#### Your task
From the listing below, work out the number of lines containing "debug" and give that number without comment.

#### Data in this exercise
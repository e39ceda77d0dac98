//! File onboarding

use super::{single, string_input};
use crate::core::{BundledFile, DataType, FieldSchema, FileBundle, FileValue, StepConfig, Value, ValueMap};
use crate::registry::{Module, ModuleError, ModuleSchema};
use async_trait::async_trait;
use std::path::{Path, PathBuf};
use tracing::debug;

/// `import.file`: read one text file
pub struct ImportFileModule;

#[async_trait]
impl Module for ImportFileModule {
    fn schema(&self, _config: &StepConfig) -> Result<ModuleSchema, ModuleError> {
        Ok(ModuleSchema::new()
            .input(FieldSchema::new("path", DataType::String).with_doc("Path to the file"))
            .output(FieldSchema::new("file", DataType::File).with_doc("The imported file")))
    }

    async fn process(&self, _config: &StepConfig, inputs: &ValueMap) -> Result<ValueMap, ModuleError> {
        let path = string_input(inputs, "path")?;
        let file = read_file(Path::new(path)).await?;
        Ok(single("file", Value::File(file)))
    }
}

/// `import.file_bundle`: read every file below a folder
pub struct ImportFileBundleModule;

#[async_trait]
impl Module for ImportFileBundleModule {
    fn schema(&self, _config: &StepConfig) -> Result<ModuleSchema, ModuleError> {
        Ok(ModuleSchema::new()
            .input(FieldSchema::new("path", DataType::String).with_doc("Folder to import"))
            .input(
                FieldSchema::new("include_file_types", DataType::List)
                    .with_doc("File extensions to include, e.g. ['.txt']; all files if unset")
                    .optional(),
            )
            .output(FieldSchema::new("file_bundle", DataType::FileBundle)))
    }

    async fn process(&self, _config: &StepConfig, inputs: &ValueMap) -> Result<ValueMap, ModuleError> {
        let root = string_input(inputs, "path")?;
        let extensions: Option<Vec<String>> = match inputs.get("include_file_types") {
            Some(value) => Some(
                value
                    .as_items()
                    .unwrap_or_default()
                    .iter()
                    .filter_map(Value::as_str)
                    .map(|ext| ext.trim_start_matches('.').to_lowercase())
                    .collect(),
            ),
            None => None,
        };

        let root_path = PathBuf::from(root);
        let mut paths = collect_files(&root_path).await?;
        paths.sort();

        let mut files = Vec::new();
        for path in paths {
            let included = match &extensions {
                Some(extensions) => path
                    .extension()
                    .and_then(|e| e.to_str())
                    .is_some_and(|e| extensions.contains(&e.to_lowercase())),
                None => true,
            };
            if !included {
                continue;
            }

            let rel_path = path
                .strip_prefix(&root_path)
                .unwrap_or(&path)
                .to_string_lossy()
                .into_owned();
            files.push(BundledFile {
                rel_path,
                file: read_file(&path).await?,
            });
        }

        debug!("Imported {} files from {}", files.len(), root);
        Ok(single(
            "file_bundle",
            Value::FileBundle(FileBundle {
                root: root.to_string(),
                files,
            }),
        ))
    }
}

async fn read_file(path: &Path) -> Result<FileValue, ModuleError> {
    let content = tokio::fs::read_to_string(path).await?;
    Ok(FileValue {
        path: path.to_string_lossy().into_owned(),
        file_name: path
            .file_name()
            .map(|n| n.to_string_lossy().into_owned())
            .unwrap_or_default(),
        content,
    })
}

/// Regular files below `root`, skipping hidden entries
async fn collect_files(root: &Path) -> Result<Vec<PathBuf>, ModuleError> {
    if !tokio::fs::metadata(root).await?.is_dir() {
        return Err(ModuleError::invalid_input(
            "path",
            format!("{} is not a folder", root.display()),
        ));
    }

    let mut files = Vec::new();
    let mut pending = vec![root.to_path_buf()];
    while let Some(dir) = pending.pop() {
        let mut entries = tokio::fs::read_dir(&dir).await?;
        while let Some(entry) = entries.next_entry().await? {
            if entry.file_name().to_string_lossy().starts_with('.') {
                continue;
            }
            let file_type = entry.file_type().await?;
            if file_type.is_dir() {
                pending.push(entry.path());
            } else if file_type.is_file() {
                files.push(entry.path());
            }
        }
    }
    Ok(files)
}
//! CLI output formatting

use crate::{
    core::{StepStatus, Value, WorkflowState},
    execution::{ExecutionEvent, ProcessSummary},
    registry::Operation,
};
use console::Emoji;
use indicatif::{ProgressBar, ProgressStyle};
use std::time::Duration;

// Re-export style
pub use console::style;

// Emojis for output
pub static CHECK: Emoji<'_, '_> = Emoji("✅ ", "✓ ");
pub static CROSS: Emoji<'_, '_> = Emoji("❌ ", "✗ ");
pub static SPINNER: Emoji<'_, '_> = Emoji("⏳ ", "~ ");
pub static INFO: Emoji<'_, '_> = Emoji("ℹ️  ", "i ");
pub static WARN: Emoji<'_, '_> = Emoji("⚠️  ", "!");
pub static ROCKET: Emoji<'_, '_> = Emoji("🚀 ", "> ");

/// Create a spinner shown while steps are processed
pub fn create_spinner(message: &str) -> ProgressBar {
    let spinner = ProgressBar::new_spinner();
    if let Ok(template) = ProgressStyle::default_spinner().template("{spinner:.green} [{elapsed}] {msg}") {
        spinner.set_style(template);
    }
    spinner.set_message(message.to_string());
    spinner.enable_steady_tick(Duration::from_millis(100));
    spinner
}

/// Format a step status for display
pub fn format_status(status: StepStatus) -> String {
    match status {
        StepStatus::Pending => style("PENDING").dim().to_string(),
        StepStatus::Ready => style("READY").yellow().to_string(),
        StepStatus::Resolved => style("RESOLVED").green().to_string(),
        StepStatus::Failed => style("FAILED").red().to_string(),
    }
}

/// Format an execution event for display
pub fn format_execution_event(event: &ExecutionEvent) -> String {
    match event {
        ExecutionEvent::ProcessingStarted { steps } => {
            format!("{} Processing {} steps", ROCKET, style(steps).bold())
        }
        ExecutionEvent::StepStarted { step_id, operation } => {
            format!("{} {} ({})", SPINNER, style(step_id).cyan(), style(operation).dim())
        }
        ExecutionEvent::StepResolved { step_id } => format!("{} {}", CHECK, style(step_id).green()),
        ExecutionEvent::StepFailed { step_id, error } => {
            format!("{} {}: {}", CROSS, style(step_id).red(), style(error).dim())
        }
        ExecutionEvent::StepSkipped { step_id, upstream } => format!(
            "{} {} skipped (upstream failed: {})",
            WARN,
            style(step_id).yellow(),
            upstream.join(", ")
        ),
        ExecutionEvent::StepReused { step_id } => {
            format!("{} {} unchanged", INFO, style(step_id).dim())
        }
        ExecutionEvent::ProcessingCompleted { summary } => {
            format!("{} {}", INFO, format_process_summary(summary))
        }
    }
}

/// One-line summary of a processing pass
pub fn format_process_summary(summary: &ProcessSummary) -> String {
    format!(
        "{} resolved, {} failed, {} unchanged, {} pending",
        style(summary.resolved.len()).green(),
        style(summary.failed.len()).red(),
        style(summary.reused.len()).dim(),
        style(summary.pending.len()).yellow()
    )
}

/// Multi-line rendering of a workflow state
pub fn format_state(state: &WorkflowState) -> String {
    let mut lines = vec![
        format!(
            "{} {} (version {}, {})",
            INFO,
            style(&state.workflow_alias).bold(),
            state.version,
            style(state.created_at.to_rfc3339()).dim()
        ),
    ];
    if !state.doc.is_empty() {
        lines.push(format!("  {}", style(&state.doc).dim()));
    }

    lines.push(format!("  {}", style("Steps:").bold()));
    for step in &state.structure.steps {
        let Some(snapshot) = state.steps.get(&step.id) else {
            continue;
        };
        lines.push(format!(
            "    {} {} ({})",
            format_status(snapshot.status),
            style(&step.id).cyan(),
            snapshot.operation
        ));
        if let Some(error) = &snapshot.error {
            lines.push(format!("      {}", style(error).red()));
        }
    }

    if !state.structure.input_aliases.is_empty() {
        lines.push(format!("  {}", style("Inputs:").bold()));
        for (alias, field) in &state.structure.input_aliases {
            let connection = state.structure.connections.iter().find(|c| &c.target == field);
            let value = match connection {
                Some(connection) => style(format!("<- {}", connection.source)).dim().to_string(),
                None => state
                    .inputs
                    .get(field)
                    .and_then(|v| v.value())
                    .map(format_value)
                    .unwrap_or_else(|| style("<default>").dim().to_string()),
            };
            lines.push(format!("    {} ({}) = {}", style(alias).cyan(), field, value));
        }
    }

    if !state.structure.output_aliases.is_empty() {
        lines.push(format!("  {}", style("Outputs:").bold()));
        for (alias, field) in &state.structure.output_aliases {
            let value = state
                .outputs
                .get(alias)
                .map(format_value)
                .unwrap_or_else(|| style("<not set>").dim().to_string());
            lines.push(format!("    {} ({}) = {}", style(alias).cyan(), field, value));
        }
    }

    lines.join("\n")
}

/// Format an operation and, optionally, its default fields
pub fn format_operation(operation: &Operation, with_fields: bool) -> String {
    let mut out = format!("  {} {}", style(&operation.name).bold(), style(&operation.doc).dim());
    if !with_fields {
        return out;
    }

    match operation.module.schema(&Default::default()) {
        Ok(schema) => {
            for field in &schema.inputs {
                let marker = if field.is_required() { "" } else { "?" };
                out.push_str(&format!("\n    in  {}{}: {}", field.name, marker, field.data_type));
            }
            for field in &schema.outputs {
                out.push_str(&format!("\n    out {}: {}", field.name, field.data_type));
            }
        }
        Err(e) => out.push_str(&format!("\n    {}", style(format!("fields depend on config ({})", e)).dim())),
    }
    out
}

/// Format a value with truncation
pub fn format_value(value: &Value) -> String {
    let preview = value.preview();
    const MAX: usize = 80;
    if preview.chars().count() <= MAX {
        preview
    } else {
        let truncated: String = preview.chars().take(MAX).collect();
        format!("{}{}", truncated, style("...").dim())
    }
}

#### Task result
2